Conduent (NYSE: CNDT) is the world's largest provider of diversified business services with leading capabilities in transaction processing, automation and analytics. The company's global workforce is dedicated to helping its large and diverse client base deliver quality services to the people they serve. These clients include 76 of the Fortune 100 companies and over 500 government entities.

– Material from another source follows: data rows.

//! Request orchestration.
//!
//! Received -> PolicyChecked -> Translated -> Validated -> Executed -> Diagnosed
//!
//! Each stage can end the request early; the first failing stage decides the
//! terminal status. Raw queries start at Translated and still go through
//! validation, execution and diagnosis.

use crate::analyze::{append_timing_notes, diagnose};
use crate::config::{Config, DEFAULT_EXPLAIN_TIMEOUT_MS, DEFAULT_QUERY_TIMEOUT_SECS};
use crate::guard::{check_question, validate_query};
use crate::llm::{CandidateQuery, LlmTranslator, QueryTranslator};
use crate::otel::{record_request_outcome, request_span, stage_span};
use crate::pipeline::response::{Halt, PipelineResponse};
use crate::pipeline::state::{PipelineState, TerminalStatus};
use crate::schema::SchemaDescription;
use crate::store::{execute, QueryStore, SqliteStore};
use crate::types::{AskError, Result};
use async_trait::async_trait;
use chrono::Utc;
use std::sync::Arc;
use std::time::{Duration, Instant};
use tracing::Instrument;
use uuid::Uuid;

/// Note attached when the translator produced no query at all.
pub const NOTHING_EXECUTED_NOTE: &str = "No query was generated; nothing was executed.";

/// Entry point of a request.
#[derive(Debug, Clone, PartialEq, Eq)]
pub enum PipelineRequest {
    /// Natural-language question; goes through the prefilter and translator
    Question(String),
    /// Query text supplied directly; starts at validation
    RawQuery(String),
}

impl PipelineRequest {
    pub fn kind(&self) -> &'static str {
        match self {
            Self::Question(_) => "question",
            Self::RawQuery(_) => "raw_query",
        }
    }
}

/// Timeouts applied to every request.
#[derive(Debug, Clone, Copy, PartialEq, Eq)]
pub struct PipelineOptions {
    pub query_timeout: Duration,
    pub explain_timeout: Duration,
}

impl Default for PipelineOptions {
    fn default() -> Self {
        Self {
            query_timeout: Duration::from_secs(DEFAULT_QUERY_TIMEOUT_SECS),
            explain_timeout: Duration::from_millis(DEFAULT_EXPLAIN_TIMEOUT_MS),
        }
    }
}

impl PipelineOptions {
    pub fn from_config(config: &Config) -> Self {
        Self {
            query_timeout: config.query_timeout(),
            explain_timeout: config.explain_timeout(),
        }
    }
}

/// Guarded question-to-result pipeline.
///
/// Holds no per-request state; share it behind an `Arc` and call [`run`]
/// concurrently.
///
/// [`run`]: Pipeline::run
pub struct Pipeline {
    translator: Arc<dyn QueryTranslator>,
    store: Arc<dyn QueryStore>,
    schema: String,
    options: PipelineOptions,
}

impl Pipeline {
    /// Create pipeline.
    ///
    /// # Arguments
    ///
    /// * `translator` - Question-to-query translator
    /// * `store` - Read-only store queries run against
    /// * `schema` - Schema description handed to the translator
    /// * `options` - Execution and explain timeouts
    pub fn new(
        translator: Arc<dyn QueryTranslator>,
        store: Arc<dyn QueryStore>,
        schema: impl Into<String>,
        options: PipelineOptions,
    ) -> Self {
        Self {
            translator,
            store,
            schema: schema.into(),
            options,
        }
    }

    /// Pipeline that only accepts raw queries.
    ///
    /// Questions end as `TranslationFailed`.
    pub fn without_translator(store: Arc<dyn QueryStore>, options: PipelineOptions) -> Self {
        Self::new(Arc::new(Unconfigured), store, String::new(), options)
    }

    /// Build the SQLite + LLM pipeline described by `config`.
    ///
    /// # Errors
    ///
    /// Returns `AskError::ConfigError` if the database file is missing or no
    /// API key is configured, `AskError::SchemaError` if the schema file
    /// cannot be read
    pub fn from_config(config: &Config) -> Result<Self> {
        let store = SqliteStore::open(&config.db_path)?;
        let translator = LlmTranslator::from_config(config)?;
        let schema = SchemaDescription::resolve(config)?;

        Ok(Self::new(
            Arc::new(translator),
            Arc::new(store),
            schema.text,
            PipelineOptions::from_config(config),
        ))
    }

    pub fn options(&self) -> PipelineOptions {
        self.options
    }

    pub async fn ask(&self, question: impl Into<String>) -> PipelineResponse {
        self.run(PipelineRequest::Question(question.into())).await
    }

    pub async fn run_query(&self, query_text: impl Into<String>) -> PipelineResponse {
        self.run(PipelineRequest::RawQuery(query_text.into())).await
    }

    /// Run a request to its terminal status.
    ///
    /// Never fails: errors become the response's status and `error_message`.
    pub async fn run(&self, request: PipelineRequest) -> PipelineResponse {
        let request_id = Uuid::new_v4();
        let span = request_span(&request_id.to_string(), request.kind());
        let started = Instant::now();

        let mut response = PipelineResponse::received(request_id, Utc::now());
        match self.drive(request, &mut response).instrument(span.clone()).await {
            Ok(()) => response.status = TerminalStatus::Succeeded,
            Err(halt) => response.halt(halt),
        }

        let total_ms = started.elapsed().as_secs_f64() * 1000.0;
        record_request_outcome(&span, response.status.as_str(), total_ms);
        span.in_scope(|| {
            tracing::info!(
                status = %response.status,
                rows = response.row_count,
                elapsed_ms = response.elapsed_ms,
                "request finished"
            );
        });

        response
    }

    async fn drive(
        &self,
        request: PipelineRequest,
        response: &mut PipelineResponse,
    ) -> std::result::Result<(), Halt> {
        let (candidate, translated) = match request {
            PipelineRequest::Question(question) => {
                let verdict = stage_span("policy_check").in_scope(|| check_question(&question));
                if let Some(term) = verdict.matched_term {
                    tracing::info!(term = %term, "question blocked by prefilter");
                    return Err(AskError::PolicyBlocked(term).into());
                }
                response.enter(PipelineState::PolicyChecked);

                let candidate = self
                    .translator
                    .translate(&question, &self.schema)
                    .instrument(stage_span("translate"))
                    .await?;
                (candidate, true)
            }
            PipelineRequest::RawQuery(query_text) => (CandidateQuery::raw(query_text), false),
        };

        response.enter(PipelineState::Translated);
        response.absorb(&candidate, translated);

        if candidate.is_blocked {
            return Err(AskError::CandidateBlocked(candidate.blocked_reason()).into());
        }

        let verdict = stage_span("validate").in_scope(|| validate_query(&candidate.query_text));
        if !verdict.is_safe {
            let reason = verdict.reason.unwrap_or_else(|| "Query failed validation".to_string());
            tracing::info!(reason = %reason, "candidate query rejected");
            return Err(AskError::UnsafeQuery(reason).into());
        }
        response.enter(PipelineState::Validated);

        let sql = candidate.query_text.as_str();
        if sql.trim().is_empty() {
            response.performance_notes.push(NOTHING_EXECUTED_NOTE.to_string());
            return Ok(());
        }

        let result = execute(self.store.as_ref(), sql, self.options.query_timeout)
            .instrument(stage_span("execute"))
            .await;
        response.elapsed_ms = result.elapsed_ms;
        if !result.success {
            return Err(Halt {
                status: TerminalStatus::Failed,
                error_kind: result.error_kind,
                message: result
                    .error_message
                    .unwrap_or_else(|| "Query execution failed".to_string()),
            });
        }
        response.columns = result.columns;
        response.rows = result.rows;
        response.row_count = result.row_count;
        response.enter(PipelineState::Executed);

        let diagnosis = diagnose(self.store.as_ref(), sql, self.options.explain_timeout)
            .instrument(stage_span("diagnose"))
            .await;
        response.plan = diagnosis.plan;
        response.performance_notes.extend(diagnosis.notes);
        append_timing_notes(&mut response.performance_notes, response.elapsed_ms);
        response.enter(PipelineState::Diagnosed);

        Ok(())
    }
}

/// Translator stand-in for pipelines built without LLM credentials.
struct Unconfigured;

#[async_trait]
impl QueryTranslator for Unconfigured {
    async fn translate(
        &self,
        _question: &str,
        _schema_description: &str,
    ) -> Result<CandidateQuery> {
        Err(AskError::translation("no translator configured"))
    }
}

Conduent's differentiated offerings touch millions of lives every day, including two-thirds of all insured patients in the U.S. and nearly nine million people who travel through toll systems daily.  Whether it's digital payments, claims processing, benefit administration, automated tolling, customer care or distributed learning - Conduent manages and modernizes these interactions to create value for both its clients and their constituents. Learn more at www.conduent.com.

Non-GAAP Measures

We have reported our financial results in accordance with U.S. generally accepted accounting principles (GAAP). In addition, we have discussed our financial results using non-GAAP measures. We believe these non-GAAP measures allow investors to better understand the trends in our business and to better understand and compare our results. Accordingly, we believe it is necessary to adjust several reported amounts, determined in accordance with GAAP, to exclude the effects of certain items as well as their related tax effects. Management believes that these non-GAAP financial measures provide an additional means of analyzing the current periods' results against the corresponding prior periods' results. These non-GAAP financial measures should be viewed in addition to, and not as a substitute for, the Company's reported results prepared in accordance with U.S. GAAP. Our non-GAAP financial measures are not meant to be considered in isolation or as a substitute for comparable U.S. GAAP measures and should be read only in conjunction with our Condensed Consolidated Financial Statements prepared in accordance with U.S. GAAP. Our management regularly uses supplemental non-GAAP financial measures internally to understand, manage and evaluate our business and make operating decisions, and providing such non-GAAP financial measures to investors allows for a further level of transparency as to how management reviews and evaluates our business results and trends. These non-GAAP measures are among the primarily factors management uses in planning for and forecasting future periods. Compensation of our executives is based in part on the performance of our business based on these non-GAAP measures. Refer to the "Non-GAAP Financial Measures" section attached to this release for a discussion of these non-GAAP measures and their reconciliation to the reported GAAP measures.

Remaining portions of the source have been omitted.